◆ Source records:
━━━━━━━━
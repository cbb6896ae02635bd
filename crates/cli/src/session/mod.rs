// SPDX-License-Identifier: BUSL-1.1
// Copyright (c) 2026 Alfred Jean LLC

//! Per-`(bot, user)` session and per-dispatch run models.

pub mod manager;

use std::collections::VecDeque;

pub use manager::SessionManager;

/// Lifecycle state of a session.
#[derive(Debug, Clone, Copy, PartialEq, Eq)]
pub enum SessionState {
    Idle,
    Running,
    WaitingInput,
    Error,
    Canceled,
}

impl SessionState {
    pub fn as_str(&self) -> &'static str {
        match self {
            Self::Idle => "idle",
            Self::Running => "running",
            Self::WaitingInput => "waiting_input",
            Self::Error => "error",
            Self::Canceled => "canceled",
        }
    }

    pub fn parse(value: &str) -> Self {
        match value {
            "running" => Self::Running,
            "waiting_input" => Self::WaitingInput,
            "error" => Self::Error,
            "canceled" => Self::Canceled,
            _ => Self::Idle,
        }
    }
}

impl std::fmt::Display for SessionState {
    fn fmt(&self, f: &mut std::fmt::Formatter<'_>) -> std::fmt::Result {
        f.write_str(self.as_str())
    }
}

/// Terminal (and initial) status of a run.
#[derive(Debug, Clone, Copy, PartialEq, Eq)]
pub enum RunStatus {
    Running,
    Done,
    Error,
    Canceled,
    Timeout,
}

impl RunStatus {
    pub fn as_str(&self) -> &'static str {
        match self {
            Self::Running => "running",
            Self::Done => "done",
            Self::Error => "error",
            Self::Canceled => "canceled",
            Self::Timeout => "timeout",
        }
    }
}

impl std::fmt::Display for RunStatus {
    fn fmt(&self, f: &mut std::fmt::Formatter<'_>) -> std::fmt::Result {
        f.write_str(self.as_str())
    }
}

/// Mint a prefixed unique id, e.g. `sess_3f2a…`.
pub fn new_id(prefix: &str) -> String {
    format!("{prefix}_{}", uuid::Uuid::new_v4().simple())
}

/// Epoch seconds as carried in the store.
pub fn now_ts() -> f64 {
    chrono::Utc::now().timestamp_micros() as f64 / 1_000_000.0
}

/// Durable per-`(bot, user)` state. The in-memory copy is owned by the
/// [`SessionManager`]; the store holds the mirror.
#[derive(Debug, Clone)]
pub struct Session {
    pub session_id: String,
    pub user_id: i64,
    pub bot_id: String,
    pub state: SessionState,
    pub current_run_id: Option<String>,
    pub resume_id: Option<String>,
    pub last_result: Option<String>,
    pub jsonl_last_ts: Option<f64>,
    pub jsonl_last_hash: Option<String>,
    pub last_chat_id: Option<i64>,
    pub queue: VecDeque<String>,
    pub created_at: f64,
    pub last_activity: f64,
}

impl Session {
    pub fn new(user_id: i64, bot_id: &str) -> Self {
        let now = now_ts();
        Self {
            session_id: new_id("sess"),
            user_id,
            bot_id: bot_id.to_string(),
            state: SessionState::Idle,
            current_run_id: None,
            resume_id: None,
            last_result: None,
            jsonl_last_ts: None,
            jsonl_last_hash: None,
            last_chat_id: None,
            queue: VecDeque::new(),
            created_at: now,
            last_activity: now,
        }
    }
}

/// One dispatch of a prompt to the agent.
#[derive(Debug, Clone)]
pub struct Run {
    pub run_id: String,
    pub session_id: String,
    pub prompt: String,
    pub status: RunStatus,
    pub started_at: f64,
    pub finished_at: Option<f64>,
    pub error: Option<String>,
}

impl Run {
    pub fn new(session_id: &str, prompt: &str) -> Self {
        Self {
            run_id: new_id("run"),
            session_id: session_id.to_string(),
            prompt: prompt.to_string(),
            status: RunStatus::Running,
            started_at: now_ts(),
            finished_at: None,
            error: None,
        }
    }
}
━━━━━━━━
◆ Problem:
How many lines in the entries include "Display"? Only the number is wanted.

◆ Answer for this exercise:
2